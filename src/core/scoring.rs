use crate::core::reasons::generate_reasons;
use crate::core::taxonomy::{regions_for_location, related_sectors, stage_index, GLOBAL_PREFERENCE};
use crate::error::EngineError;
use crate::models::{
    FundingStage, InvestmentRange, Investor, InvestorMatch, MatchDetails, StartupProfile, SCORING_WEIGHTS,
};

/// Score one investor against a startup profile (0-100)
///
/// Scoring formula:
/// primary = (
///     industry_score * 0.30 +     # exact focus, related sector, or floor
///     stage_score * 0.25 +        # exact stage or distance in stage order
///     amount_score * 0.15 +       # inside / near / far from investment range
///     location_score * 0.10       # direct, regional, or global preference
/// )
/// score = round(primary * 0.8 + secondary * 0.2)
pub fn calculate_match(
    startup: &StartupProfile,
    investor: &Investor,
) -> Result<InvestorMatch, EngineError> {
    validate_required(startup)?;

    let details = MatchDetails {
        industry_match: calculate_industry_score(&startup.industry, &investor.focus),
        stage_match: calculate_stage_score(startup.stage, &investor.stages),
        amount_match: calculate_amount_score(startup.seeking_amount, &investor.investment_range),
        location_match: calculate_location_score(&startup.location, &investor.geographic_preferences),
    };
    let secondary = calculate_secondary_score(startup, investor);

    Ok(InvestorMatch {
        investor: investor.clone(),
        score: compose_score(&details, secondary),
        reasons: generate_reasons(startup, investor, &details),
        match_details: details,
    })
}

/// Reject profiles whose required fields are empty or unusable
pub fn validate_required(startup: &StartupProfile) -> Result<(), EngineError> {
    if startup.industry.trim().is_empty() {
        return Err(EngineError::InvalidInput("industry is required".to_string()));
    }
    if startup.location.trim().is_empty() {
        return Err(EngineError::InvalidInput("location is required".to_string()));
    }
    if !startup.seeking_amount.is_finite() || startup.seeking_amount < 0.0 {
        return Err(EngineError::InvalidInput(format!(
            "seekingAmount must be a non-negative number, got {}",
            startup.seeking_amount
        )));
    }
    Ok(())
}

/// Weighted combination of the four sub-scores and the secondary score
pub fn compose_score(details: &MatchDetails, secondary: f64) -> u8 {
    let w = SCORING_WEIGHTS;
    let primary = f64::from(details.industry_match) * w.industry
        + f64::from(details.stage_match) * w.stage
        + f64::from(details.amount_match) * w.amount
        + f64::from(details.location_match) * w.location;

    (primary * w.primary + secondary * w.secondary).round().clamp(0.0, 100.0) as u8
}

/// Industry score: 100 exact, 60 related sector, 20 floor
#[inline]
pub fn calculate_industry_score(industry: &str, focus: &[String]) -> u8 {
    if focus.iter().any(|f| f == industry) {
        return 100;
    }

    let related = related_sectors(industry);
    if focus.iter().any(|f| related.contains(&f.as_str())) {
        return 60;
    }

    20
}

/// Stage score from the closest investor stage in the stage order
#[inline]
pub fn calculate_stage_score(stage: FundingStage, investor_stages: &[FundingStage]) -> u8 {
    if investor_stages.contains(&stage) {
        return 100;
    }

    let target = stage_index(stage);
    let closest = investor_stages
        .iter()
        .map(|s| stage_index(*s).abs_diff(target))
        .min();

    match closest {
        Some(1) => 70,
        Some(2) => 40,
        _ => 10,
    }
}

/// Amount score against the investor's range
///
/// Bands are checked in order: inside, within 30%, far outside, otherwise.
#[inline]
pub fn calculate_amount_score(amount: f64, range: &InvestmentRange) -> u8 {
    if range.contains(amount) {
        return 100;
    }

    let InvestmentRange { min, max } = *range;

    if amount < min && amount >= min * 0.7 {
        return 70;
    }
    if amount > max && amount <= max * 1.3 {
        return 70;
    }

    if amount < min * 0.5 || amount > max * 2.0 {
        return 10;
    }

    40
}

/// Location score: 100 direct, 70 regional, 60 global, 30 floor
#[inline]
pub fn calculate_location_score(location: &str, preferences: &[String]) -> u8 {
    let location_lc = location.to_lowercase();

    let direct = preferences.iter().any(|pref| {
        let pref_lc = pref.to_lowercase();
        location_lc.contains(&pref_lc) || pref_lc.contains(&location_lc)
    });
    if direct {
        return 100;
    }

    let regional = regions_for_location(location).into_iter().any(|region| {
        let region_lc = region.to_lowercase();
        preferences.iter().any(|pref| pref.to_lowercase().contains(&region_lc))
    });
    if regional {
        return 70;
    }

    if preferences.iter().any(|pref| pref == GLOBAL_PREFERENCE) {
        return 60;
    }

    30
}

/// Secondary score from optional signals, 50 when none apply
///
/// Technology counts only when the investor has a non-empty thesis to compare
/// against; growth counts only above 100%. The score never exceeds 80.
pub fn calculate_secondary_score(startup: &StartupProfile, investor: &Investor) -> f64 {
    let mut score = 0.0;
    let mut factors = 0u32;

    let thesis = investor.thesis.as_deref().filter(|t| !t.is_empty());
    if let (Some(technology), Some(thesis)) = (&startup.technology, thesis) {
        factors += 1;
        let thesis_lc = thesis.to_lowercase();
        if technology.iter().any(|tech| thesis_lc.contains(&tech.to_lowercase())) {
            score += 80.0;
        }
    }

    if startup.growth_rate.is_some_and(|rate| rate > 100.0) {
        factors += 1;
        score += 70.0;
    }

    if factors > 0 {
        score / f64::from(factors)
    } else {
        50.0
    }
}
use crate::models::{ConnectionPath, NetworkProfile};

/// Recommendations returned when no path exists within the depth bound
pub const UNREACHABLE_RECOMMENDATIONS: [&str; 4] = [
    "No direct connection path found within your network",
    "Consider attending events where this investor speaks",
    "Engage with their content on social media",
    "Seek warm introductions through your advisors or other founders",
];

pub fn unreachable_recommendations() -> Vec<String> {
    UNREACHABLE_RECOMMENDATIONS.iter().map(|s| s.to_string()).collect()
}

/// Approach text keyed on the number of profiles in the path
pub fn approach_for_path(path: &[NetworkProfile]) -> String {
    match path {
        [_, _] => "**Direct Connection**: Reach out directly via LinkedIn message or email.".to_string(),
        [_, intermediary, _] => format!(
            "**One Introduction Away**: Ask {}{} for an introduction. They're directly connected to your target.",
            intermediary.name,
            company_suffix(intermediary, " (", ")")
        ),
        [_, first, second, _] => format!(
            "**Two-Step Introduction**:\n\
             1. First, connect with {}{}\n\
             2. Ask them to introduce you to {}{}\n\
             3. Finally, {} can introduce you to your target investor",
            first.name,
            company_suffix(first, " at ", ""),
            second.name,
            company_suffix(second, " at ", ""),
            second.name
        ),
        _ => format!(
            "**Long Path ({} connections)**: Consider alternative approaches like cold email with strong social proof, or attending events where this investor will be present.",
            path.len().saturating_sub(1)
        ),
    }
}

fn company_suffix(profile: &NetworkProfile, open: &str, close: &str) -> String {
    profile
        .company
        .as_deref()
        .map(|c| format!("{}{}{}", open, c, close))
        .unwrap_or_default()
}

/// Action items for the best path, most specific for short paths
pub fn recommendations_for_path(path: &ConnectionPath) -> Vec<String> {
    let mut recommendations = Vec::new();
    let first_hop = path.path.get(1).map(|p| p.name.as_str()).unwrap_or("your first connection");

    match path.degree {
        1 => {
            recommendations.push(
                "You are directly connected! Send a personalized message explaining your startup and asking for a meeting."
                    .to_string(),
            );
            recommendations
                .push("Reference any common interests or mutual connections in your outreach.".to_string());
        }
        2 => {
            recommendations.push(format!("Reach out to {} and ask for an introduction.", first_hop));
            recommendations.push(format!(
                "Prepare a brief 2-3 sentence description of your startup to share with {}.",
                first_hop
            ));
            recommendations.push(
                "Offer to send materials that would make the introduction easy (deck, one-pager).".to_string(),
            );
        }
        _ => {
            recommendations.push(format!(
                "Work through your connection path systematically, starting with {}.",
                first_hop
            ));
            recommendations
                .push("Build relationships at each step rather than asking for immediate introductions.".to_string());
            recommendations
                .push("Consider parallel approaches: cold email, social media engagement, events.".to_string());
        }
    }

    if let Some(first_mutual) = path.mutual_connections.first() {
        recommendations.push(format!(
            "You have {} mutual connection(s) including {} - this strengthens your ask.",
            path.mutual_connections.len(),
            first_mutual.name
        ));
    }

    recommendations
}

#[cfg(test)]
mod tests {
    use super::*;

    fn person(id: &str, company: Option<&str>) -> NetworkProfile {
        NetworkProfile {
            id: id.to_string(),
            name: format!("Person {}", id),
            title: None,
            company: company.map(String::from),
            location: None,
            linkedin_url: None,
            connections: 10,
        }
    }

    fn path_of(profiles: Vec<NetworkProfile>, mutual: Vec<NetworkProfile>) -> ConnectionPath {
        ConnectionPath {
            target: profiles[profiles.len() - 1].clone(),
            degree: profiles.len() - 1,
            strength: 100,
            recommended_approach: approach_for_path(&profiles),
            mutual_connections: mutual,
            path: profiles,
        }
    }

    #[test]
    fn test_approach_direct() {
        let text = approach_for_path(&[person("a", None), person("b", None)]);
        assert!(text.starts_with("**Direct Connection**"));
    }

    #[test]
    fn test_approach_one_intro_names_intermediary() {
        let text = approach_for_path(&[person("a", None), person("b", Some("Stripe")), person("c", None)]);
        assert!(text.contains("Ask Person b (Stripe) for an introduction"));

        let text = approach_for_path(&[person("a", None), person("b", None), person("c", None)]);
        assert!(text.contains("Ask Person b for an introduction"));
    }

    #[test]
    fn test_approach_two_step_names_both() {
        let text = approach_for_path(&[
            person("a", None),
            person("b", Some("Google")),
            person("c", None),
            person("d", None),
        ]);
        assert!(text.contains("1. First, connect with Person b at Google"));
        assert!(text.contains("2. Ask them to introduce you to Person c\n"));
        assert!(text.contains("3. Finally, Person c can introduce you"));
    }

    #[test]
    fn test_approach_long_path() {
        let profiles: Vec<NetworkProfile> = (0..5).map(|i| person(&i.to_string(), None)).collect();
        assert!(approach_for_path(&profiles).starts_with("**Long Path (4 connections)**"));
    }

    #[test]
    fn test_recommendations_by_degree() {
        let direct = path_of(vec![person("a", None), person("b", None)], vec![]);
        assert_eq!(recommendations_for_path(&direct).len(), 2);

        let one_hop = path_of(vec![person("a", None), person("b", None), person("c", None)], vec![]);
        let recs = recommendations_for_path(&one_hop);
        assert_eq!(recs.len(), 3);
        assert_eq!(recs[0], "Reach out to Person b and ask for an introduction.");

        let long = path_of((0..4).map(|i| person(&i.to_string(), None)).collect(), vec![]);
        let recs = recommendations_for_path(&long);
        assert!(recs[0].contains("starting with Person 1"));
    }

    #[test]
    fn test_mutual_callout() {
        let path = path_of(
            vec![person("a", None), person("b", None), person("c", None)],
            vec![person("b", None), person("m", None)],
        );
        let recs = recommendations_for_path(&path);
        assert_eq!(
            recs.last().map(String::as_str),
            Some("You have 2 mutual connection(s) including Person b - this strengthens your ask.")
        );
    }

    #[test]
    fn test_unreachable_list() {
        assert_eq!(unreachable_recommendations().len(), 4);
    }
}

Exercise => Copy out each line of the listing that holds the string "against".

Completed exercise =>
/// Score one investor against a startup profile (0-100)
/// Amount score against the investor's range
/// against; growth counts only above 100%. The score never exceeds 80.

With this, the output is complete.